One son is revising his cardiac anatomy for a test today and I am listening to him. Before I have to get dressed and fly somewhere else to talk about OCD. The joys of the job.

Most people would talk about the violence: how Jesus literally flogged the traders out of the temple. That violence or the potential for violence is one of the traits that make us human, and that righteous anger is no sin. That women who say they are not violence, when they demand the protection of the law, are in fact using violence, for the law works by the power of the sword.

But instead I want to talk about popularity.

Jesus Cleanses the Temple

The Passover of the Jews was at hand, and Jesus went up to Jerusalem. In the temple he found those who were selling oxen and sheep and pigeons, and the money-changers sitting there. And making a whip of cords, he drove them all out of the temple, with the sheep and oxen. And he poured out the coins of the money-changers and overturned their tables. And he told those who sold the pigeons, “Take these things away; do not make my Father’s house a house of trade.” His disciples remembered that it was written, “Zeal for your house will consume me.”

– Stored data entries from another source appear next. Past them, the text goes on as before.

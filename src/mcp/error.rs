use std::sync::Arc;

use thiserror::Error;

use crate::mcp::backend::BackendId;

/// Failure raised by an automation backend: initialization probes, script
/// runs and HTTP fetches.
#[derive(Error, Debug)]
pub enum BackendError {
    #[error("automation access denied for {app}: {message}")]
    AccessDenied { app: &'static str, message: String },

    #[error("script error: {0}")]
    Script(String),

    #[error("{0}")]
    Rejected(String),

    #[error("IO error: {0}")]
    Io(#[from] std::io::Error),

    #[error("JSON error: {0}")]
    Json(#[from] serde_json::Error),

    #[error("Request error: {0}")]
    Request(#[from] reqwest::Error),
}

pub type BackendResult<T> = std::result::Result<T, BackendError>;

/// Outcome of a failed `resolve`. Cloneable so every caller joined onto one
/// in-flight load observes the same failure.
#[derive(Error, Debug, Clone)]
pub enum LoadError {
    #[error("failed to initialize {backend} backend: {source}")]
    Init {
        backend: BackendId,
        source: Arc<BackendError>,
    },

    #[error("{backend} backend load was aborted")]
    Aborted { backend: BackendId },

    #[error("{backend} backend returned a {actual} capability")]
    Mismatch {
        backend: BackendId,
        actual: BackendId,
    },
}

/// Tool-call scoped failure; rendered as an `isError` result.
#[derive(Error, Debug)]
pub enum ToolError {
    #[error("Unknown tool: {0}")]
    UnknownTool(String),

    #[error("Invalid arguments for {tool}: {message}")]
    InvalidArguments { tool: String, message: String },

    #[error(transparent)]
    Load(#[from] LoadError),

    #[error(transparent)]
    Backend(#[from] BackendError),
}

/// JSON-RPC level failure. Anything here is a protocol problem rather than a
/// tool problem.
#[derive(Error, Debug)]
pub enum McpError {
    #[error("Parse error: {0}")]
    Parse(String),

    #[error("Invalid request: {0}")]
    InvalidRequest(String),

    #[error("Method not found: {0}")]
    MethodNotFound(String),

    #[error("Invalid params: {0}")]
    InvalidParams(String),

    #[error("internal error: {0}")]
    Internal(#[from] anyhow::Error),
}

impl McpError {
    pub fn code(&self) -> i32 {
        match self {
            McpError::Parse(_) => -32700,
            McpError::InvalidRequest(_) => -32600,
            McpError::MethodNotFound(_) => -32601,
            McpError::InvalidParams(_) => -32602,
            McpError::Internal(_) => -32603,
        }
    }
}

pub type McpResult<T> = Result<T, McpError>;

So the Jews said to him, “What sign do you show us for doing these things?” Jesus answered them, “Destroy this temple, and in three days I will raise it up.” The Jews then said, “It has taken forty-six years to build this temple, and will you raise it up in three days?” But he was speaking about the temple of his body. When therefore he was raised from the dead, his disciples remembered that he had said this, and they believed the Scripture and the word that Jesus had spoken.

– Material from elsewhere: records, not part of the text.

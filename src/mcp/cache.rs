use std::sync::{Arc, Mutex, MutexGuard, PoisonError};

use futures::future::{BoxFuture, FutureExt, Shared};
use tracing::{debug, info, warn};

use crate::mcp::backend::{Backend, BackendId, Initializer};
use crate::mcp::error::LoadError;

type LoadFuture = Shared<BoxFuture<'static, Result<Backend, LoadError>>>;

#[derive(Debug, Clone, Copy, PartialEq, Eq)]
pub enum LoadState {
    NotLoaded,
    Loading,
    Loaded,
}

enum SlotState {
    NotLoaded,
    Loading(LoadFuture),
    Loaded(Backend),
}

/// One backend's cache entry. `ticket` identifies the load that currently
/// owns the slot; a load may only settle the slot while it still holds it.
struct Slot {
    state: SlotState,
    ticket: u64,
}

type Slots = Arc<Vec<Mutex<Slot>>>;

/// Process-wide backend cache with single-flight loading per identifier.
///
/// Each slot has its own lock and no lock is held across an await, so
/// different backends load independently.
pub struct BackendCache {
    initializer: Arc<dyn Initializer>,
    slots: Slots,
}

impl BackendCache {
    pub fn new(initializer: Arc<dyn Initializer>) -> Self {
        let slots = BackendId::ALL
            .iter()
            .map(|_| {
                Mutex::new(Slot {
                    state: SlotState::NotLoaded,
                    ticket: 0,
                })
            })
            .collect::<Vec<_>>();
        Self {
            initializer,
            slots: Arc::new(slots),
        }
    }

    /// Return the cached backend, or start/join the single in-flight load.
    pub async fn resolve(&self, id: BackendId) -> Result<Backend, LoadError> {
        let load = {
            let mut slot = lock_slot(&self.slots, id);
            let in_flight = match &slot.state {
                SlotState::Loaded(backend) => return Ok(backend.clone()),
                SlotState::Loading(load) => Some(load.clone()),
                SlotState::NotLoaded => None,
            };
            match in_flight {
                Some(load) => {
                    debug!("Joining in-flight load of {} backend", id);
                    load
                }
                None => {
                    slot.ticket += 1;
                    let load = self.start_load(id, slot.ticket);
                    slot.state = SlotState::Loading(load.clone());
                    load
                }
            }
        };
        load.await
    }

    pub fn load_state(&self, id: BackendId) -> LoadState {
        match lock_slot(&self.slots, id).state {
            SlotState::NotLoaded => LoadState::NotLoaded,
            SlotState::Loading(_) => LoadState::Loading,
            SlotState::Loaded(_) => LoadState::Loaded,
        }
    }

    /// Drop every instance and detach every in-flight load. Loads that are
    /// still running settle into nothing.
    pub fn reset_all(&self) {
        for id in BackendId::ALL {
            let mut slot = lock_slot(&self.slots, id);
            slot.ticket += 1;
            slot.state = SlotState::NotLoaded;
        }
    }

    /// Detach in-flight loads only; already loaded backends stay cached.
    pub fn abandon_pending(&self) -> Vec<BackendId> {
        let mut abandoned = Vec::new();
        for id in BackendId::ALL {
            let mut slot = lock_slot(&self.slots, id);
            if matches!(slot.state, SlotState::Loading(_)) {
                slot.ticket += 1;
                slot.state = SlotState::NotLoaded;
                abandoned.push(id);
            }
        }
        abandoned
    }

    /// Spawn the initializer call. The task settles the slot itself so the
    /// transition happens even when every caller has gone away.
    fn start_load(&self, id: BackendId, ticket: u64) -> LoadFuture {
        let initializer = Arc::clone(&self.initializer);
        let slots = Arc::clone(&self.slots);

        let task = tokio::spawn(async move {
            debug!("Initializing {} backend", id);
            let outcome = initializer
                .initialize(id)
                .await
                .map_err(|source| LoadError::Init {
                    backend: id,
                    source: Arc::new(source),
                });
            settle(&slots, id, ticket, &outcome);
            outcome
        });

        async move {
            task.await
                .unwrap_or_else(|_| Err(LoadError::Aborted { backend: id }))
        }
        .boxed()
        .shared()
    }
}

fn settle(slots: &Slots, id: BackendId, ticket: u64, outcome: &Result<Backend, LoadError>) {
    let mut slot = lock_slot(slots, id);
    if slot.ticket != ticket {
        debug!("Discarding result of abandoned {} backend load", id);
        return;
    }
    slot.state = match outcome {
        Ok(backend) => {
            info!("{} backend loaded", id);
            SlotState::Loaded(backend.clone())
        }
        Err(err) => {
            warn!("{}", err);
            SlotState::NotLoaded
        }
    };
}

fn lock_slot(slots: &Slots, id: BackendId) -> MutexGuard<'_, Slot> {
    slots[id.index()]
        .lock()
        .unwrap_or_else(PoisonError::into_inner)
}

#[cfg(test)]
pub(crate) mod testing {
    use std::collections::HashMap;
    use std::sync::atomic::{AtomicUsize, Ordering};
    use std::time::Duration;

    use async_trait::async_trait;

    use super::*;
    use crate::mcp::backend::BackendId;
    use crate::mcp::backends;
    use crate::mcp::error::{BackendError, BackendResult};
    use crate::shared::config::{MailConfig, WebSearchConfig};

    pub fn fake_backend(id: BackendId) -> Backend {
        match id {
            BackendId::Contacts => Backend::Contacts(Arc::new(backends::contacts::Contacts::new())),
            BackendId::Notes => Backend::Notes(Arc::new(backends::notes::Notes::new())),
            BackendId::Messages => Backend::Messages(Arc::new(backends::messages::Messages::new())),
            BackendId::Mail => Backend::Mail(Arc::new(backends::mail::Mail::new(
                MailConfig::default(),
            ))),
            BackendId::Reminders => {
                Backend::Reminders(Arc::new(backends::reminders::Reminders::new()))
            }
            BackendId::Calendar => Backend::Calendar(Arc::new(backends::calendar::Calendar::new())),
            BackendId::Maps => Backend::Maps(Arc::new(backends::maps::Maps::new())),
            BackendId::WebSearch => Backend::WebSearch(Arc::new(
                backends::web_search::WebSearch::new(WebSearchConfig::default())
                    .expect("http client"),
            )),
        }
    }

    /// Scripted behaviour for one backend in a `FakeInitializer`.
    #[derive(Clone, Copy)]
    pub enum Plan {
        Succeed,
        Delay(Duration),
        FailTimes(usize),
        Hang,
    }

    /// Initializer that counts calls and follows a per-backend plan.
    pub struct FakeInitializer {
        plans: HashMap<BackendId, Plan>,
        calls: HashMap<BackendId, AtomicUsize>,
    }

    impl FakeInitializer {
        pub fn new() -> Self {
            Self {
                plans: HashMap::new(),
                calls: BackendId::ALL
                    .iter()
                    .map(|id| (*id, AtomicUsize::new(0)))
                    .collect(),
            }
        }

        pub fn with(mut self, id: BackendId, plan: Plan) -> Self {
            self.plans.insert(id, plan);
            self
        }

        pub fn calls(&self, id: BackendId) -> usize {
            self.calls[&id].load(Ordering::SeqCst)
        }
    }

    #[async_trait]
    impl Initializer for FakeInitializer {
        async fn initialize(&self, id: BackendId) -> BackendResult<Backend> {
            let call = self.calls[&id].fetch_add(1, Ordering::SeqCst);
            match self.plans.get(&id).copied().unwrap_or(Plan::Succeed) {
                Plan::Succeed => {}
                Plan::Delay(delay) => tokio::time::sleep(delay).await,
                Plan::FailTimes(n) if call < n => {
                    tokio::time::sleep(Duration::from_millis(10)).await;
                    return Err(BackendError::AccessDenied {
                        app: "Test",
                        message: "permission prompt not answered".to_string(),
                    });
                }
                Plan::FailTimes(_) => {}
                Plan::Hang => futures::future::pending::<()>().await,
            }
            Ok(fake_backend(id))
        }
    }
}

Jesus Knows What Is in Man

Now when he was in Jerusalem at the Passover Feast, many believed in his name when they saw the signs that he was doing. But Jesus on his part did not entrust himself to them, because he knew all people and needed no one to bear witness about man, for he himself knew what was in man.

(John 2:13-25 ESV)

The trouble with following the crowd is that this leads to error. I quoted from this yesterday, but it applies as much here as then.

Most other women are looking at women higher up the status ladder to find out how to behave. They emulate each other rather blindly, even when it doesn’t make any sense or is self-destructive. Sort of the way they all chase after the same guys, even if those men don’t possess any desirable traits other than being the man being chased after. We can do nothing but stare bewildered and shake our heads. What in the world are they thinking? Nothing much, obviously.

We need to look beyond what is popular. Many big churches preach heresy: what the crowd wants, avoiding any cost to discipleship, and instead work by making a great “worship experience”.

The most popular of this time will not remain so. The period of popularity wanes, and they become but footnotes. In twenty years the currently popular music and movie stars will be footnotes — and the actors and musicians, if wise, will have moved from popular works to acting, character roles, or playing classics.

So mistrust your page hits and the praise of the mainstream media. Do not let them enrol you into the Borg. It is far better to be who you are supposed to be: that will take considerable effort, but that is a burden you can handle. Being asked to be what you are not will destroy you, turning you into a cardboard lie.